March 17th, 2010

Does My Bomb Look Big In This?

This Week's Column - Modern French



Published in the City Hub and City News.



When a copy of acclaimed Melbourne chef, Jacques Redmond’s, latest book Cuisine du Temps (RRP $60) landed on my desk, I was astounded. Redmond’s unique cooking style is both passionately Australasian and decidedly French. The heavily pictorial style of the book shows off the wonderful dishes from his Melbourne restaurant by the same name. Turning the pages you’ll find clear, simply formatted recipes that incorporate ingredients easily found in Sydney. It is, of course, a book of serious food; so when you pop out your own version of Jacques’ Black Lasagne of Crab and Dragonfruit, don’t count on it looking as good as his beautifully plated exemplar!
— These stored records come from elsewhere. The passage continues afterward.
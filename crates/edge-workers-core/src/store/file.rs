use std::collections::BTreeSet;
use std::io::ErrorKind;
use std::path::{Path, PathBuf};

use async_trait::async_trait;
use chrono::{DateTime, Utc};
use serde::{Deserialize, Serialize};
use tokio::fs;
use tracing::{debug, warn};

use edge_workers_common::StoreError;

use super::{DefinitionStore, RunningSetStore, WorkerDefinition};

const CONFIG_FILE: &str = "config.json";
const SOURCE_FILE: &str = "worker.js";

/// Directory-backed store.
///
/// Layout:
///
/// ```text
/// workers_dir/
///   <id>/config.json   metadata (camelCase JSON, no code)
///   <id>/worker.js     guest source
/// autostart_file       {"workerIds": [...], "lastUpdate": "..."}
/// ```
#[derive(Debug, Clone)]
pub struct FileStore {
    workers_dir: PathBuf,
    autostart_file: PathBuf,
}

#[derive(Debug, Serialize, Deserialize)]
#[serde(rename_all = "camelCase")]
struct RunningSetRecord {
    worker_ids: Vec<String>,
    last_update: DateTime<Utc>,
}

impl FileStore {
    /// Create a store rooted at `workers_dir` with the running set in `autostart_file`.
    pub fn new(workers_dir: impl Into<PathBuf>, autostart_file: impl Into<PathBuf>) -> Self {
        Self {
            workers_dir: workers_dir.into(),
            autostart_file: autostart_file.into(),
        }
    }

    /// Directory holding the worker sub-directories.
    pub fn workers_dir(&self) -> &Path {
        &self.workers_dir
    }

    /// Persist a full definition, creating its directory. Used by the
    /// administrative layer and by tests.
    pub async fn put_definition(&self, definition: &WorkerDefinition) -> Result<(), StoreError> {
        let dir = self.worker_dir(&definition.id)?;
        fs::create_dir_all(&dir)
            .await
            .map_err(|e| StoreError::io(&dir, e))?;

        let config_path = dir.join(CONFIG_FILE);
        let json = serde_json::to_vec_pretty(definition)
            .map_err(|e| StoreError::corrupt(&config_path, e.to_string()))?;
        fs::write(&config_path, json)
            .await
            .map_err(|e| StoreError::io(&config_path, e))?;

        let source_path = dir.join(SOURCE_FILE);
        fs::write(&source_path, definition.code.as_bytes())
            .await
            .map_err(|e| StoreError::io(&source_path, e))
    }

    fn worker_dir(&self, worker_id: &str) -> Result<PathBuf, StoreError> {
        // Ids name directories; never let one escape `workers_dir`.
        if worker_id.is_empty()
            || worker_id.contains(['/', '\\'])
            || worker_id == "."
            || worker_id == ".."
        {
            return Err(StoreError::NotFound {
                worker_id: worker_id.to_string(),
            });
        }
        Ok(self.workers_dir.join(worker_id))
    }

    async fn read_metadata(&self, worker_id: &str) -> Result<WorkerDefinition, StoreError> {
        let path = self.worker_dir(worker_id)?.join(CONFIG_FILE);
        let raw = fs::read(&path).await.map_err(|e| match e.kind() {
            ErrorKind::NotFound => StoreError::NotFound {
                worker_id: worker_id.to_string(),
            },
            _ => StoreError::io(&path, e),
        })?;
        serde_json::from_slice(&raw).map_err(|e| StoreError::corrupt(&path, e.to_string()))
    }

    async fn write_running_record(&self, ids: &BTreeSet<String>) -> Result<(), StoreError> {
        let record = RunningSetRecord {
            worker_ids: ids.iter().cloned().collect(),
            last_update: Utc::now(),
        };
        let json = serde_json::to_vec_pretty(&record)
            .map_err(|e| StoreError::corrupt(&self.autostart_file, e.to_string()))?;

        if let Some(parent) = self.autostart_file.parent().filter(|p| !p.as_os_str().is_empty()) {
            fs::create_dir_all(parent)
                .await
                .map_err(|e| StoreError::io(parent, e))?;
        }
        fs::write(&self.autostart_file, json)
            .await
            .map_err(|e| StoreError::io(&self.autostart_file, e))
    }
}

#[async_trait]
impl DefinitionStore for FileStore {
    async fn get_definition(&self, worker_id: &str) -> Result<WorkerDefinition, StoreError> {
        let mut definition = self.read_metadata(worker_id).await?;
        definition.code = self.read_source(worker_id).await?;
        Ok(definition)
    }

    async fn list_definitions(&self) -> Result<Vec<WorkerDefinition>, StoreError> {
        let mut entries = match fs::read_dir(&self.workers_dir).await {
            Ok(entries) => entries,
            Err(e) if e.kind() == ErrorKind::NotFound => return Ok(Vec::new()),
            Err(e) => return Err(StoreError::io(&self.workers_dir, e)),
        };

        let mut definitions = Vec::new();
        while let Some(entry) = entries
            .next_entry()
            .await
            .map_err(|e| StoreError::io(&self.workers_dir, e))?
        {
            let Ok(file_type) = entry.file_type().await else {
                continue;
            };
            if !file_type.is_dir() {
                continue;
            }
            let Some(worker_id) = entry.file_name().to_str().map(str::to_string) else {
                continue;
            };
            match self.read_metadata(&worker_id).await {
                Ok(definition) => definitions.push(definition),
                Err(StoreError::NotFound { .. }) => {
                    debug!(worker_id = %worker_id, "Skipping directory without config.json");
                }
                Err(e) => warn!(worker_id = %worker_id, error = %e, "Skipping unreadable worker"),
            }
        }

        definitions.sort_by(|a, b| a.id.cmp(&b.id));
        Ok(definitions)
    }

    async fn read_source(&self, worker_id: &str) -> Result<String, StoreError> {
        let path = self.worker_dir(worker_id)?.join(SOURCE_FILE);
        match fs::read_to_string(&path).await {
            Ok(code) => Ok(code),
            Err(e) if e.kind() == ErrorKind::NotFound => Err(StoreError::NotFound {
                worker_id: worker_id.to_string(),
            }),
            Err(e) => Err(StoreError::io(&path, e)),
        }
    }

    async fn write_source(&self, worker_id: &str, code: &str) -> Result<(), StoreError> {
        let mut definition = self.read_metadata(worker_id).await?;
        let dir = self.worker_dir(worker_id)?;

        let source_path = dir.join(SOURCE_FILE);
        fs::write(&source_path, code.as_bytes())
            .await
            .map_err(|e| StoreError::io(&source_path, e))?;

        definition.updated_at = Utc::now();
        let config_path = dir.join(CONFIG_FILE);
        let json = serde_json::to_vec_pretty(&definition)
            .map_err(|e| StoreError::corrupt(&config_path, e.to_string()))?;
        fs::write(&config_path, json)
            .await
            .map_err(|e| StoreError::io(&config_path, e))
    }
}

#[async_trait]
impl RunningSetStore for FileStore {
    async fn load_running_ids(&self) -> Result<BTreeSet<String>, StoreError> {
        let raw = match fs::read(&self.autostart_file).await {
            Ok(raw) => raw,
            Err(e) if e.kind() == ErrorKind::NotFound => {
                self.write_running_record(&BTreeSet::new()).await?;
                return Ok(BTreeSet::new());
            }
            Err(e) => return Err(StoreError::io(&self.autostart_file, e)),
        };

        match serde_json::from_slice::<RunningSetRecord>(&raw) {
            Ok(record) => Ok(record.worker_ids.into_iter().collect()),
            Err(e) => {
                warn!(
                    path = %self.autostart_file.display(),
                    error = %e,
                    "Running-set record is corrupt, resetting"
                );
                self.write_running_record(&BTreeSet::new()).await?;
                Ok(BTreeSet::new())
            }
        }
    }

    async fn save_running_ids(&self, ids: &BTreeSet<String>) -> Result<(), StoreError> {
        self.write_running_record(ids).await
    }
}
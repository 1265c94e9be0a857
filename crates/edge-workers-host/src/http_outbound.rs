//! Outbound HTTP for guest `fetch`.
//!
//! Every call is logged to the calling worker's Log Channel before it is
//! sent, and again with its status or failure once it completes. Failures
//! are re-raised to the guest as rejected `fetch` promises.

use std::time::Instant;

use reqwest::{Client, Method};
use serde::{Deserialize, Serialize};
use tracing::{debug, info, warn};

use edge_workers_common::{HostError, OutboundConfig};
use edge_workers_core::GuestScope;

/// HTTP outbound host implementation.
///
/// Holds one connection-pooled client shared by every sandbox.
#[derive(Debug, Clone)]
pub struct HttpOutboundHost {
    client: Client,
    max_body_bytes: usize,
}

/// Request as serialized by the guest's `fetch`.
#[derive(Debug, Clone, Deserialize)]
pub struct HttpRequest {
    /// Target URL.
    pub url: String,
    /// HTTP method.
    pub method: String,
    /// Request headers.
    #[serde(default)]
    pub headers: Vec<(String, String)>,
    /// Hex-encoded body, absent for bodiless requests.
    #[serde(default)]
    pub body: Option<String>,
}

/// Response handed back to the guest.
#[derive(Debug, Clone, Serialize)]
#[serde(rename_all = "camelCase")]
pub struct HttpResponse {
    /// HTTP status code.
    pub status: u16,
    /// Canonical reason phrase.
    pub status_text: String,
    /// Final URL after redirects.
    pub url: String,
    /// Response headers.
    pub headers: Vec<(String, String)>,
    /// Hex-encoded body, `None` when empty.
    pub body: Option<String>,
}

impl HttpOutboundHost {
    /// Create a new HTTP outbound host.
    ///
    /// # Errors
    ///
    /// Returns [`HostError::OutboundFailed`] if the HTTP client cannot be built.
    pub fn new(config: &OutboundConfig) -> Result<Self, HostError> {
        let client = Client::builder()
            .timeout(config.timeout())
            .connect_timeout(config.connect_timeout())
            .pool_max_idle_per_host(10)
            .user_agent(concat!("edge-workers/", env!("CARGO_PKG_VERSION")))
            .build()
            .map_err(|e| HostError::OutboundFailed {
                url: String::new(),
                reason: format!("failed to create HTTP client: {e}"),
            })?;
        Ok(Self::with_client(client, config.max_body_bytes))
    }

    /// Create with a custom HTTP client.
    pub fn with_client(client: Client, max_body_bytes: usize) -> Self {
        Self {
            client,
            max_body_bytes,
        }
    }

    /// Perform a guest `fetch`, logging it to the scope's worker.
    pub async fn fetch(&self, scope: &GuestScope, request: HttpRequest) -> Result<HttpResponse, HostError> {
        let worker_id = scope.worker_id();
        let logs = scope.logs();
        let method = request.method.to_ascii_uppercase();
        let url = request.url.clone();
        logs.info(worker_id, format!("fetch {method} {url}"));

        let start = Instant::now();
        match self.send(request).await {
            Ok(response) => {
                info!(
                    worker_id,
                    url = %url,
                    status = response.status,
                    duration_ms = start.elapsed().as_millis(),
                    "Outbound request completed"
                );
                logs.info(worker_id, format!("fetch {method} {url} -> {}", response.status));
                Ok(response)
            }
            Err(e) => {
                warn!(worker_id, url = %url, error = %e, "Outbound request failed");
                logs.error(worker_id, format!("fetch {method} {url} failed: {e}"));
                Err(e)
            }
        }
    }

    async fn send(&self, request: HttpRequest) -> Result<HttpResponse, HostError> {
        let target = validate_url(&request.url)?;
        let method = Method::from_bytes(request.method.to_ascii_uppercase().as_bytes()).map_err(
            |_| HostError::invalid_argument(format!("invalid HTTP method '{}'", request.method)),
        )?;

        debug!(method = %method, url = %target, "Executing HTTP request");

        let mut builder = self.client.request(method, target);
        for (key, value) in &request.headers {
            builder = builder.header(key, value);
        }
        if let Some(body) = request.body {
            let bytes = hex::decode(body)
                .map_err(|e| HostError::invalid_argument(format!("invalid request body: {e}")))?;
            builder = builder.body(bytes);
        }

        let failed = |e: reqwest::Error| HostError::OutboundFailed {
            url: request.url.clone(),
            reason: e.to_string(),
        };
        let mut response = builder.send().await.map_err(failed)?;

        let limit = self.max_body_bytes;
        if response
            .content_length()
            .is_some_and(|len| usize::try_from(len).map_or(true, |len| len > limit))
        {
            return Err(HostError::BodyTooLarge { limit });
        }

        let status = response.status();
        let final_url = response.url().to_string();
        let headers: Vec<(String, String)> = response
            .headers()
            .iter()
            .filter_map(|(k, v)| {
                v.to_str()
                    .ok()
                    .map(|v| (k.as_str().to_string(), v.to_string()))
            })
            .collect();

        let mut body = Vec::new();
        while let Some(chunk) = response.chunk().await.map_err(failed)? {
            if body.len() + chunk.len() > limit {
                return Err(HostError::BodyTooLarge { limit });
            }
            body.extend_from_slice(&chunk);
        }

        Ok(HttpResponse {
            status: status.as_u16(),
            status_text: status.canonical_reason().unwrap_or_default().to_string(),
            url: final_url,
            headers,
            body: (!body.is_empty()).then(|| hex::encode(&body)),
        })
    }
}

/// Only absolute `http` and `https` URLs leave the sandbox.
fn validate_url(raw: &str) -> Result<url::Url, HostError> {
    let parsed = url::Url::parse(raw)
        .map_err(|e| HostError::invalid_argument(format!("invalid URL '{raw}': {e}")))?;
    match parsed.scheme() {
        "http" | "https" => Ok(parsed),
        scheme => Err(HostError::invalid_argument(format!(
            "unsupported URL scheme '{scheme}'"
        ))),
    }
}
As I drooled over a photo of Steamed Coral Trout with Choko and Olive Dumpling, Lemon Yogurt and Apple, I was inspired to think about Modern French cuisine; in particular the way that it has developed here in Sydney. I love the way French chefs let technique be the common bond, freeing themselves to incorporate unique, fresh, local products.



Peter Robertson, the newly appointed chef Baroque believes: “French cuisine will always be unique to the region it is prepared in.” He explains, a meal in Hanoi and a meal in Montreal will both have significant French influence, but “there is a massive difference in cuisine.” This comes because “French cuisine has always focused on regional produce, taking products that grow locally and highlighting them.”



His new environment in the gorgeous rose-copper industrial setting of Baroque has provided some Robertson with excellent ‘local’ products too. They come from my favourite man of macarons, pastry chef Pierre Gobert who has been amazing Robertson with his creations in the production kitchen, causing him to invest “some time in trying to match his efforts in the bistro.” This exciting fusion has produced a Summer Berry, Stone Fruit and Violet Crumble Salad made from “violet bavarois poached in nitrogen and crumbled over the salad based on fresh and freeze dried berries.” I’m itching to try it!



I’m also hankering for a bite of Tony Bilson’s Tartare of Abalone and Black Angus, Beetroot Carpaccio and Horseradish Ice-Cream. Bilson, who is recognised as one of Australia’s leading chefs for the past forty years, likens Modern French to art - and “like all art, it reacts and reflects the values of contemporary society.” The dishes he presents at Bilson’s incorporate “visual appeal, clean flavours on the palate, homage to seasonality and the quality of the prime ingredients.” Bilson attributes some of our local specificity to the “surplus of sunshine” here that gives our produce an extra flavour hit. This makes the “flavours of French cuisine in Australia more robust”. Add to this that our “beef is younger, our fruit is built for travel rather than palate, our leaf vegetables are less delicate,” and you end up with dishes like Redmond’s Lamb Cutlet Farcie with Silverbeet Tamarind and Ginger Dressing.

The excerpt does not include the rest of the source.